By the end of the month, another new bridge on Rumler Road will be completed, Elliott told a group of state, county and township officials that included state Reps. Jeff Coy and Pat Fleagle.

The Boyer Mill Road bridge replaces an old steel bridge built when Calvin Coolidge was president. The county owns 94 bridges and replaces them at the rate of about two a year, Elliott said.

"The priority are either poorly designed bridges in heavily traveled areas or the one-lane bridges" in the county, he said.

"You can see how busy this road is," Elliott said as traffic passed by. The winding road through a rural area of the township from Warm Spring Road into Chambersburg is becoming a popular secondary southern bypass to Chambersburg, he said.

With the 160-foot bridge and improvements to its approaches, the bridge project covers 925 feet, Livermore said. Actual construction cost was $937,000, with the rest spent on engineering, right-of-way acquisition and utility relocation.

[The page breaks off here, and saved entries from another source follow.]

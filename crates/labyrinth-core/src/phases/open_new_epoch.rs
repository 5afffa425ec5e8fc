//! Rotation: open the epoch following the current one and distribute fresh
//! entropy to every verified member.

use std::collections::BTreeMap;

use labyrinth_crypto::pke;
use tracing::{info, warn};
use zeroize::Zeroizing;

use super::{
    ENTROPY_LENGTH, authenticate::epoch_device_mac, derive_chaining_keys, derive_root_key,
    entropy_aad, verify_epoch_device_mac,
};
use crate::{
    codec::BytesCodec,
    device::Device,
    env::Environment,
    epoch::Epoch,
    error::{EpochChainError, LabyrinthError},
    key_bundle::{CommonPublicKeyBundle, CommonPublicKeyBundleSerialized},
    server::{
        EncryptedNewEpochEntropyForEveryDeviceInEpoch, LabyrinthServerClient,
        NewEpochMembershipProof, OpenNewEpochBasedOnCurrentBody,
    },
};

/// Open the epoch following `current` on behalf of `device`.
///
/// Members whose membership MAC or storage key signature does not verify
/// against `current` are left out of the new epoch. The virtual device is
/// never left out: if it fails verification the rotation is refused.
///
/// # Errors
///
/// - `InvalidVirtualDeviceServerRepresentation`: server's virtual device
///   entry does not verify
/// - `EpochChain(OmittedEpoch)`: sequence space exhausted
pub async fn open_new_epoch_based_on_current(
    current: &Epoch,
    device: &Device,
    client: &impl LabyrinthServerClient,
    codec: &impl BytesCodec,
    env: &impl Environment,
) -> Result<Epoch, LabyrinthError> {
    let Some(new_sequence_id) = current.sequence_id().next() else {
        return Err(EpochChainError::OmittedEpoch {
            expected_older: None,
            expected_newer: None,
            actual: current.sequence_id(),
        }
        .into());
    };

    let (members, keys) = tokio::join!(client.get_devices_in_epoch(current.id()), async {
        derive_chaining_keys(current)
    });
    let members = members?;

    let Some(virtual_device) = verified_member(
        &members.virtual_device.mac,
        &members.virtual_device.key_bundle,
        current,
        codec,
    ) else {
        return Err(LabyrinthError::InvalidVirtualDeviceServerRepresentation);
    };

    let entropy: Zeroizing<[u8; ENTROPY_LENGTH]> = Zeroizing::new(env.random_array());
    let aad = entropy_aad(new_sequence_id);
    let sender_auth = &device.key_bundle().private.epoch_storage_auth_key;
    let seal = |recipient: &CommonPublicKeyBundle| {
        pke::encrypt(
            &recipient.epoch_storage_key,
            sender_auth,
            &keys.distribution_psk,
            &aad,
            entropy.as_slice(),
            &env.random_array(),
        )
        .map(|ciphertext| codec.encode(&ciphertext))
    };

    let mut device_id_to_encrypted_new_epoch_entropy_map = BTreeMap::new();
    for member in &members.devices {
        let Some(bundle) = verified_member(&member.mac, &member.key_bundle, current, codec) else {
            warn!(device_id = %member.id, sequence_id = %current.sequence_id(), "excluding unverified device");
            continue;
        };
        device_id_to_encrypted_new_epoch_entropy_map.insert(member.id.clone(), seal(&bundle)?);
    }
    let virtual_device_encrypted_new_epoch_entropy = seal(&virtual_device)?;

    let root_key = derive_root_key(entropy.as_slice(), &keys.chaining_key);
    let this_device_mac = epoch_device_mac(
        new_sequence_id,
        &root_key,
        &device.key_bundle().public.common.device_key,
    );
    let virtual_device_mac = epoch_device_mac(new_sequence_id, &root_key, &virtual_device.device_key);

    let recipients = device_id_to_encrypted_new_epoch_entropy_map.len();
    let response = client
        .open_new_epoch_based_on_current(current.id(), device.id(), OpenNewEpochBasedOnCurrentBody {
            encrypted_new_epoch_entropy_for_every_device_in_epoch:
                EncryptedNewEpochEntropyForEveryDeviceInEpoch {
                    device_id_to_encrypted_new_epoch_entropy_map,
                    virtual_device_encrypted_new_epoch_entropy,
                },
            new_epoch_membership_proof: NewEpochMembershipProof {
                epoch_this_device_mac: codec.encode(&this_device_mac),
                epoch_virtual_device_mac: codec.encode(&virtual_device_mac),
            },
        })
        .await?;

    info!(
        epoch_id = %response.opened_epoch_id,
        sequence_id = %new_sequence_id,
        recipients,
        "opened new epoch"
    );

    Ok(Epoch::new(response.opened_epoch_id, new_sequence_id, root_key))
}

/// Parse a member entry and check it belongs in `epoch`.
///
/// `None` when the bundle does not decode, the storage key is not signed by
/// the device key, or the membership MAC does not verify.
fn verified_member(
    mac: &str,
    key_bundle: &CommonPublicKeyBundleSerialized,
    epoch: &Epoch,
    codec: &impl BytesCodec,
) -> Option<CommonPublicKeyBundle> {
    let bundle = CommonPublicKeyBundle::deserialize(key_bundle, codec).ok()?;
    let mac = codec.decode(mac).ok()?;

    let valid = bundle.has_valid_epoch_storage_key()
        && verify_epoch_device_mac(epoch, &bundle.device_key, &mac);
    valid.then_some(bundle)
}

#[cfg(test)]
mod tests {
    use super::*;
    use crate::{codec::Base64Codec, env::SystemEnv, epoch::SequenceId, key_bundle::CommonPrivateKeyBundle};

    fn member(epoch: &Epoch) -> (String, CommonPublicKeyBundleSerialized) {
        let codec = Base64Codec;
        let public = CommonPrivateKeyBundle::generate(&SystemEnv::new()).public_bundle();
        let mac = epoch_device_mac(epoch.sequence_id(), epoch.root_key(), &public.device_key);
        (codec.encode(&mac), public.serialize(&codec))
    }

    #[test]
    fn verified_member_accepts_valid_entry() {
        let epoch = Epoch::new("epoch-1", SequenceId::new(2), [7; 32]);
        let (mac, bundle) = member(&epoch);

        assert!(verified_member(&mac, &bundle, &epoch, &Base64Codec).is_some());
    }

    #[test]
    fn verified_member_rejects_mac_from_other_epoch() {
        let epoch = Epoch::new("epoch-1", SequenceId::new(2), [7; 32]);
        let previous = Epoch::new("epoch-0", SequenceId::new(1), [6; 32]);
        let (mac, bundle) = member(&previous);

        assert!(verified_member(&mac, &bundle, &epoch, &Base64Codec).is_none());
    }

    #[test]
    fn verified_member_rejects_unsigned_storage_key() {
        let codec = Base64Codec;
        let epoch = Epoch::new("epoch-1", SequenceId::new(2), [7; 32]);
        let (mac, mut bundle) = member(&epoch);
        let other = CommonPrivateKeyBundle::generate(&SystemEnv::new()).public_bundle();
        bundle.epoch_storage_key_pub = codec.encode(other.epoch_storage_key.as_bytes());

        assert!(verified_member(&mac, &bundle, &epoch, &codec).is_none());
    }

    #[test]
    fn verified_member_rejects_garbage() {
        let epoch = Epoch::new("epoch-1", SequenceId::new(2), [7; 32]);
        let (_, bundle) = member(&epoch);

        assert!(verified_member("not base64!", &bundle, &epoch, &Base64Codec).is_none());
    }
}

The Pennsylvania Department of Transportation paid 80 percent of the project's cost, Livermore said.

The new bridge has straighter approaches and better sighting for drivers, Elliott said. Hamilton Township Supervisor Mike Kessinger said the township has been making some improvements to the road, including modifying one of the nearby curves.

Cutting back embankments and widening the road also are planned, Kessinger said.